基本的には,どんな植物も一つの花の中で受粉が完了してしまう“自家受粉”を避けようとします。それは,近親結婚を避けるしくみ。種としての多様性を将来に向けて残すのに,とても不利なためです。結局,オシベが開いているときは,メシベだけが「お先に」という具合に熟しているのです。これを雌性先熟と呼んでいます。

したがって,上写真では,メシベは花粉の受け入れ可能な状態,オシベは送粉の準備がまだできてない状態です。このとき,昆虫がロウバイの他の花(理想的には“他の株”!)から花粉を運んできて,受粉が行われます。これが受粉の第一ステップ。

その後,オシベがメシベを包み込むようにして密着します。と同時に,オシベ先にある葯からが吹きこぼれます。


さらに近寄って撮影しました。 


もっと近寄って撮影。花粉が外側に向かって,出ています。ここに昆虫が訪れたら,花粉がからだに付着して,別の花のメシベに運ばれていきます。 


以上の様子を横から見てみます。オシベがメシベを包んで……。

 
やがて,花粉が出てきて……。


もちろん,同一の花の中でオシベの花粉がメシベに付くことは十分考えられます。先に近親結婚を避ける巧妙なしくみについて説明しましたが,じつは,自家受粉によっても種子ができるのです。理由は,昆虫が訪れなかった場合を想定すれば理解できます。最悪の場合でも,同じ花の中で受粉が完結して種子をつくるという保険が掛けられていることによります。子孫を残すための最低保障。これが受粉の第二ステップ。

以上をまとめると次のようになります。「まずは,近親結婚を避ける受粉で。それでもダメなら,近親結婚を受け入れる受粉で」。ほんとうに,ロウバイは巧みな作戦を身に付けています。びっくりです。 

 


今年のロウバイ(5)

2015-02-18 | ロウバイ

大きなキンバエのなかまが訪れました。花の中に入り切れない程の大きさです。


後脚が花弁の縁に付いているのがわかります。

ロウバイの花に来た,そうした昆虫を写真に撮るのは一苦労です。

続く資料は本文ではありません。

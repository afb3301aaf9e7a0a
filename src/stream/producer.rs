// Producer worker: read one layer per consumer request, convert it, hand it over

use crossbeam_channel::Sender;
use layerstream_shared::{GeometrySource, StyleTable};
use std::sync::Arc;
use uuid::Uuid;

use crate::converter::LayerConverter;
use crate::error::StreamError;
use crate::queue::LayerQueue;
use crate::stream::StreamEvent;
use crate::stream::control::RunControl;

pub(crate) struct Producer {
    pub run_id: Uuid,
    pub source: Box<dyn GeometrySource>,
    pub styles: Arc<dyn StyleTable>,
    pub converter: LayerConverter,
    pub queue: Arc<LayerQueue>,
    pub control: Arc<RunControl>,
    pub events: Sender<StreamEvent>,
}

impl Producer {
    pub fn run(mut self) {
        let span = tracing::info_span!("producer", run = %self.run_id);
        let _enter = span.enter();
        tracing::debug!("Producer started, {} layers in source", self.source.total_count());

        let result = self.produce();
        let produced = match result {
            Ok(produced) => produced,
            Err((produced, error)) => {
                tracing::error!("Producer failed: {}", error);
                let _ = self.events.send(StreamEvent::Failed { worker: "producer", error });
                produced
            }
        };
        // Always release a consumer waiting on an empty queue
        self.queue.finish();
        let _ = self.events.send(StreamEvent::ProducerFinished { layers: produced });
        tracing::debug!("Producer finished after {} layers", produced);
    }

    fn produce(&mut self) -> Result<u32, (u32, StreamError)> {
        let mut produced = 0;
        while self.source.has_next() {
            if self.control.is_cancelled() || self.queue.wait_for_request().is_err() {
                return Ok(produced);
            }

            let layer = self.source.read_next().map_err(|source| {
                (produced, StreamError::Source { layer: produced, source })
            })?;
            let number = layer.index;
            let block = self
                .converter
                .convert(layer, self.styles.as_ref())
                .map_err(|source| (produced, StreamError::Conversion { layer: number, source }))?;

            if self.queue.push(block).is_err() {
                return Ok(produced);
            }
            produced += 1;
            let _ = self.events.send(StreamEvent::LayerProduced { layer: number });
        }
        Ok(produced)
    }
}
// Cancellation and pause flags shared by the control thread and both workers

use std::sync::atomic::{AtomicBool, Ordering};
use std::sync::{Condvar, Mutex, MutexGuard, PoisonError};

/// Lock a mutex, recovering the data if another thread panicked while holding it.
pub(crate) fn lock<T>(mutex: &Mutex<T>) -> MutexGuard<'_, T> {
    mutex.lock().unwrap_or_else(PoisonError::into_inner)
}

/// Run-wide control flags.
///
/// `stop` and `emergency` are one-directional: once set they stay set for the
/// rest of the run. Every blocking wait in the pipeline checks them in its
/// predicate, and whoever sets them must wake the waits afterwards.
#[derive(Debug, Default)]
pub struct RunControl {
    stop: AtomicBool,
    emergency: AtomicBool,
    paused: Mutex<bool>,
    pause_cv: Condvar,
}

impl RunControl {
    pub fn new() -> Self {
        Self::default()
    }

    pub fn request_stop(&self) {
        self.stop.store(true, Ordering::SeqCst);
        self.wake();
    }

    pub fn request_emergency(&self) {
        self.emergency.store(true, Ordering::SeqCst);
        self.stop.store(true, Ordering::SeqCst);
        self.wake();
    }

    pub fn is_cancelled(&self) -> bool {
        self.stop.load(Ordering::SeqCst) || self.emergency.load(Ordering::SeqCst)
    }

    pub fn is_emergency(&self) -> bool {
        self.emergency.load(Ordering::SeqCst)
    }

    pub fn set_paused(&self, paused: bool) {
        *lock(&self.paused) = paused;
        self.pause_cv.notify_all();
    }

    pub fn is_paused(&self) -> bool {
        *lock(&self.paused)
    }

    /// Blocks while paused. Returns `false` if the run was cancelled instead.
    pub fn wait_while_paused(&self) -> bool {
        let guard = lock(&self.paused);
        let _guard = self
            .pause_cv
            .wait_while(guard, |paused| *paused && !self.is_cancelled())
            .unwrap_or_else(PoisonError::into_inner);
        !self.is_cancelled()
    }

    pub fn wake(&self) {
        // Taking the lock orders the flag store before any waiter's predicate check
        drop(lock(&self.paused));
        self.pause_cv.notify_all();
    }
}

#[cfg(test)]
mod tests {
    use super::*;
    use std::sync::Arc;
    use std::thread;
    use std::time::Duration;

    #[test]
    fn test_pause_wait_is_cancellable() {
        let control = Arc::new(RunControl::new());
        control.set_paused(true);
        let waiter = {
            let control = control.clone();
            thread::spawn(move || control.wait_while_paused())
        };
        thread::sleep(Duration::from_millis(20));
        control.request_stop();
        assert!(!waiter.join().unwrap());
    }

    #[test]
    fn test_resume_releases_waiter() {
        let control = Arc::new(RunControl::new());
        control.set_paused(true);
        let waiter = {
            let control = control.clone();
            thread::spawn(move || control.wait_while_paused())
        };
        thread::sleep(Duration::from_millis(20));
        control.set_paused(false);
        assert!(waiter.join().unwrap());
    }
}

ほとんどの花が枝から垂れ下がるように,地面方向に開いています。木がまだ小さいので,しゃがみながら真上を見上げる姿勢を保たなくてはなりません。なんと窮屈なこと! 

 


それでも,からだに付いた花粉を見て,「ほほーっ! これは,これは。苦労して観察した甲斐があったな」と,思わず「ほっ!」。  

 


別の花に別のキンバエがいました。なにやら賑やかな風景です。 

 


花から出ると,次の花に移って行きました。そこでも一心に,そして時間をかけて食餌をしていました。 

 
別の花に目を移すと,そこにもキンバエが。からだの花粉は目立ちません。というか,ほとんど付いていないので,活動はこれからという感じ。


頭をすっぽり花弁の内に入れて,餌を貪り食べている様子。メタリック色のからだが,日を浴びて輝いています。 


開催中の写真展を鑑賞してくださった方がおっしゃっていました。「ハエがこんなに美しいなんて,思ったことがありませんでした」と。これは,宿ったいのちを感じて自然に出てきた感想です。